Work request: Tally every line in the entries below that holds "derived", then give only the total.

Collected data
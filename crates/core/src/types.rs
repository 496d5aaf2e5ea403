//! Authentication state and the records it is derived from

use serde::{Deserialize, Serialize};

/// Identity record returned by a session provider
#[derive(Debug, Clone, PartialEq, Eq, Serialize, Deserialize)]
pub struct Identity {
    /// Unique user id, also the key into the profile store
    pub id: String,
    #[serde(default)]
    pub email: Option<String>,
}

impl Identity {
    pub fn new(id: impl Into<String>) -> Self {
        Self {
            id: id.into(),
            email: None,
        }
    }

    #[must_use]
    pub fn with_email(mut self, email: impl Into<String>) -> Self {
        self.email = Some(email.into());
        self
    }
}

/// Display fields held by the profile store
#[derive(Debug, Clone, PartialEq, Eq, Default, Serialize, Deserialize)]
pub struct Profile {
    #[serde(default)]
    pub first_name: String,
    #[serde(default)]
    pub last_name: String,
}

impl Profile {
    pub fn new(first_name: impl Into<String>, last_name: impl Into<String>) -> Self {
        Self {
            first_name: first_name.into(),
            last_name: last_name.into(),
        }
    }

    /// First and last name joined by a single space, skipping empty parts
    pub fn display_name(&self) -> String {
        [self.first_name.trim(), self.last_name.trim()]
            .into_iter()
            .filter(|part| !part.is_empty())
            .collect::<Vec<_>>()
            .join(" ")
    }
}

/// Signed-in user as seen by views
#[derive(Debug, Clone, PartialEq, Eq, Serialize, Deserialize)]
pub struct UserInfo {
    pub name: String,
    pub email: String,
}

impl UserInfo {
    /// Compose the view record from an identity and its profile row.
    ///
    /// A missing profile yields an empty name; a missing email yields `""`.
    pub fn compose(identity: &Identity, profile: Option<&Profile>) -> Self {
        Self {
            name: profile.map(Profile::display_name).unwrap_or_default(),
            email: identity.email.clone().unwrap_or_default(),
        }
    }
}

/// Snapshot of the current authentication status.
///
/// `is_authenticated` is derived from `user`, so a snapshot with a user is
/// always authenticated and one without never is.
#[derive(Debug, Clone, PartialEq, Eq, Serialize, Deserialize)]
#[serde(rename_all = "camelCase")]
pub struct AuthState {
    is_loading: bool,
    user: Option<UserInfo>,
}

impl AuthState {
    /// State before the first refresh resolves
    pub const fn initial() -> Self {
        Self {
            is_loading: true,
            user: None,
        }
    }

    pub const fn signed_out() -> Self {
        Self {
            is_loading: false,
            user: None,
        }
    }

    pub const fn signed_in(user: UserInfo) -> Self {
        Self {
            is_loading: false,
            user: Some(user),
        }
    }

    /// Same resolved fields, loading flag raised
    #[must_use]
    pub fn loading(&self) -> Self {
        Self {
            is_loading: true,
            user: self.user.clone(),
        }
    }

    pub const fn is_authenticated(&self) -> bool {
        self.user.is_some()
    }

    pub const fn is_loading(&self) -> bool {
        self.is_loading
    }

    pub const fn user(&self) -> Option<&UserInfo> {
        self.user.as_ref()
    }
}

impl Default for AuthState {
    fn default() -> Self {
        Self::initial()
    }
}

/// Serializes an [`AuthState`] with the derived `isAuthenticated` flag included
pub struct AuthStateView<'a>(pub &'a AuthState);

impl Serialize for AuthStateView<'_> {
    fn serialize<S: serde::Serializer>(&self, serializer: S) -> Result<S::Ok, S::Error> {
        use serde::ser::SerializeStruct;

        let mut state = serializer.serialize_struct("AuthState", 3)?;
        state.serialize_field("isAuthenticated", &self.0.is_authenticated())?;
        state.serialize_field("isLoading", &self.0.is_loading)?;
        state.serialize_field("user", &self.0.user)?;
        state.end()
    }
}

#[cfg(test)]
mod tests {
    use super::*;

    #[test]
    fn test_initial_state() {
        let state = AuthState::initial();
        assert!(state.is_loading());
        assert!(!state.is_authenticated());
        assert!(state.user().is_none());
        assert_eq!(state, AuthState::default());
    }

    #[test]
    fn test_compose_user() {
        let identity = Identity::new("u1").with_email("a@x.com");
        let profile = Profile::new("Ann", "Lee");

        let user = UserInfo::compose(&identity, Some(&profile));
        assert_eq!(user.name, "Ann Lee");
        assert_eq!(user.email, "a@x.com");
    }

    #[test]
    fn test_compose_without_email_or_profile() {
        let identity = Identity::new("u1");

        let user = UserInfo::compose(&identity, None);
        assert_eq!(user.name, "");
        assert_eq!(user.email, "");
    }

    #[test]
    fn test_display_name_skips_blank_parts() {
        assert_eq!(Profile::new("Ann", "").display_name(), "Ann");
        assert_eq!(Profile::new("", "Lee").display_name(), "Lee");
        assert_eq!(Profile::default().display_name(), "");
    }

    #[test]
    fn test_loading_keeps_previous_user() {
        let user = UserInfo {
            name: "Ann Lee".to_string(),
            email: "a@x.com".to_string(),
        };
        let state = AuthState::signed_in(user.clone()).loading();

        assert!(state.is_loading());
        assert!(state.is_authenticated());
        assert_eq!(state.user(), Some(&user));
    }

    #[test]
    fn test_view_serialization() {
        let state = AuthState::signed_in(UserInfo {
            name: "Ann Lee".to_string(),
            email: "a@x.com".to_string(),
        });

        let json = serde_json::to_value(AuthStateView(&state)).unwrap();
        assert_eq!(json["isAuthenticated"], true);
        assert_eq!(json["isLoading"], false);
        assert_eq!(json["user"]["name"], "Ann Lee");

        let json = serde_json::to_value(AuthStateView(&AuthState::signed_out())).unwrap();
        assert_eq!(json["isAuthenticated"], false);
        assert!(json["user"].is_null());
    }
}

Worked solution: 3